The CPUC allows SCE to recover environmental remediation costs at certain sites, representing $30 million of its recorded liability,
through an incentive mechanism (SCE may request to include additional sites).  Under this mechanism, SCE will recover 90% of cleanup
costs through customer rates; shareholders fund the remaining 10%, with the opportunity to recover these costs from insurance
carriers and other third parties.  SCE has successfully settled insurance claims with all responsible carriers.  SCE expects to
recover costs incurred at its remaining sites through customer rates.  SCE has recorded a regulatory asset of $61 million for its
estimated minimum environmental-cleanup costs expected to be recovered through customer rates.

Edison International's identified sites include several sites for which there is a lack of currently available information, including
the nature and magnitude of contamination, and the extent, if any, that Edison International may be held responsible for contributing
to any costs incurred for remediating these sites.  Thus, no reasonable estimate of cleanup costs can be made for these sites.

Edison International expects to clean up its identified sites over a period of up to 30 years.  Remediation costs in each of the next
several years are expected to range from $13 million to $25 million.  Recorded costs for the twelve months ended September 30, 2004
were $17 million.

Based on currently available information, Edison International believes it is unlikely that it will incur amounts in excess of the
upper limit of the estimated range for its identified sites and, based upon the CPUC's regulatory treatment of environmental
remediation costs incurred at SCE, Edison International believes that costs ultimately recorded will not materially affect its
results of operations or financial position.  There can be no assurance, however, that future developments, including additional
information about existing sites or the identification of new sites, will not require material revisions to such estimates.

Federal Income Taxes

Edison International has reached a tentative settlement with the IRS on tax issues and pending affirmative claims relating to its
1991 to 1993 tax years currently under appeal.  This settlement, which will be finalized in 2005, is expected to result in a net
earnings benefit for Edison International of approximately $50 million, most of which relates to SCE.

In August 2002, Edison International received a notice from the IRS asserting deficiencies in federal corporate income taxes for its
1994 to 1996 tax years.  The vast majority of the asserted tax deficiencies are timing differences and, therefore, amounts ultimately
paid (exclusive of interest and penalties), if any, would benefit Edison International as future tax deductions.  Edison
International believes that it has meritorious legal defenses to those deficiencies and believes that the ultimate outcome of these
matters will not result in a material impact on Edison International's consolidated results of operations or financial position.
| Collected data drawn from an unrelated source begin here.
//! Authentication and Authorization
//!
//! - bcrypt password hashing
//! - HS256 JWT issue/verify
//! - `Caller` identity passed explicitly into core operations

use axum::http::HeaderMap;
use chrono::Utc;
use jsonwebtoken::{decode, encode, DecodingKey, EncodingKey, Header, Validation};
use serde::{Deserialize, Serialize};
use tracing::debug;
use uuid::Uuid;

use crate::error::{Error, Result};
use crate::store::{Role, User};

/// Token lifetime, matching the 7-day sessions of the web frontend.
const TOKEN_TTL_DAYS: i64 = 7;

/// JWT claims carried by every session token.
#[derive(Debug, Serialize, Deserialize)]
pub struct Claims {
    /// User id.
    pub sub: Uuid,
    pub role: Role,
    pub exp: i64,
    pub iat: i64,
}

/// The authenticated identity a core operation acts on behalf of.
///
/// Role checks happen at the start of each operation, not in middleware,
/// so the workflows stay pure and independently testable.
#[derive(Debug, Clone, Copy)]
pub struct Caller {
    pub user_id: Uuid,
    pub role: Role,
}

impl Caller {
    pub fn new(user_id: Uuid, role: Role) -> Self {
        Self { user_id, role }
    }
}

pub fn hash_password(password: &str) -> Result<String> {
    bcrypt::hash(password, bcrypt::DEFAULT_COST)
        .map_err(|e| Error::Storage(anyhow::anyhow!("password hashing failed: {e}")))
}

pub fn verify_password(password: &str, hash: &str) -> bool {
    bcrypt::verify(password, hash).unwrap_or(false)
}

/// Issue a signed session token for a user.
pub fn issue_token(user: &User, secret: &str) -> Result<String> {
    let now = Utc::now();
    let claims = Claims {
        sub: user.id,
        role: user.role,
        exp: (now + chrono::Duration::days(TOKEN_TTL_DAYS)).timestamp(),
        iat: now.timestamp(),
    };

    encode(
        &Header::default(),
        &claims,
        &EncodingKey::from_secret(secret.as_bytes()),
    )
    .map_err(|e| Error::Storage(anyhow::anyhow!("token encoding failed: {e}")))
}

/// Verify a token and return the caller it identifies.
pub fn verify_token(token: &str, secret: &str) -> Result<Caller> {
    let data = decode::<Claims>(
        token,
        &DecodingKey::from_secret(secret.as_bytes()),
        &Validation::default(),
    )
    .map_err(|e| {
        debug!("token verification failed: {e}");
        Error::Unauthorized("invalid or expired token".into())
    })?;

    Ok(Caller::new(data.claims.sub, data.claims.role))
}

/// Extract the caller from an `Authorization: Bearer <token>` header.
pub fn caller_from_headers(headers: &HeaderMap, secret: &str) -> Result<Caller> {
    let header = headers
        .get(axum::http::header::AUTHORIZATION)
        .and_then(|v| v.to_str().ok())
        .ok_or_else(|| Error::Unauthorized("no token provided".into()))?;

    let token = header.strip_prefix("Bearer ").unwrap_or(header);
    verify_token(token, secret)
}

#[cfg(test)]
mod tests {
    use super::*;
    use chrono::Utc;

    fn user(role: Role) -> User {
        let now = Utc::now();
        User {
            id: Uuid::new_v4(),
            name: "Priya Sharma".to_string(),
            email: "priya.sharma@sece.ac.in".to_string(),
            password_hash: String::new(),
            role,
            department: None,
            year: None,
            eco_points: 0,
            badges: vec![],
            challenges_completed: 0,
            created_at: now,
            updated_at: now,
        }
    }

    #[test]
    fn password_roundtrip() {
        let hash = bcrypt::hash("password123", 4).unwrap();
        assert!(verify_password("password123", &hash));
        assert!(!verify_password("wrong", &hash));
    }

    #[test]
    fn token_roundtrip() {
        let u = user(Role::Faculty);
        let token = issue_token(&u, "test-secret").unwrap();

        let caller = verify_token(&token, "test-secret").unwrap();
        assert_eq!(caller.user_id, u.id);
        assert_eq!(caller.role, Role::Faculty);
    }

    #[test]
    fn wrong_secret_is_rejected() {
        let u = user(Role::Student);
        let token = issue_token(&u, "secret-a").unwrap();
        assert!(verify_token(&token, "secret-b").is_err());
    }

    #[test]
    fn bearer_prefix_is_stripped() {
        let u = user(Role::Admin);
        let token = issue_token(&u, "s").unwrap();

        let mut headers = HeaderMap::new();
        headers.insert(
            axum::http::header::AUTHORIZATION,
            format!("Bearer {token}").parse().unwrap(),
        );

        let caller = caller_from_headers(&headers, "s").unwrap();
        assert_eq!(caller.user_id, u.id);
    }

    #[test]
    fn missing_header_is_unauthorized() {
        let headers = HeaderMap::new();
        assert!(matches!(
            caller_from_headers(&headers, "s").unwrap_err(),
            Error::Unauthorized(_)
        ));
    }

    #[test]
    fn review_roles() {
        assert!(Role::Admin.can_review());
        assert!(Role::Faculty.can_review());
        assert!(!Role::Student.can_review());
    }
}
Among the issues raised by the IRS in the 1994 to 1996 audit was Edison Capital's deferral of income taxes associated with the EPZ
and Dutch electric locomotive leases.  The IRS has also given notice that it will assert the same arguments for the 1997 to 1999
audit of the EPZ and Dutch electric locomotive leases.  Written protests were filed against these deficiency notices, as well as
other alleged deficiencies, asserting that the IRS's position misstates material facts, misapplies the law and is incorrect.  This
matter is now being considered by the Administrative Appeals branch of the IRS.  Edison Capital will contest


Page 90



the assessment through administrative appeals and litigation, if necessary, and believes it should prevail in an outcome that will
not have a material adverse financial impact.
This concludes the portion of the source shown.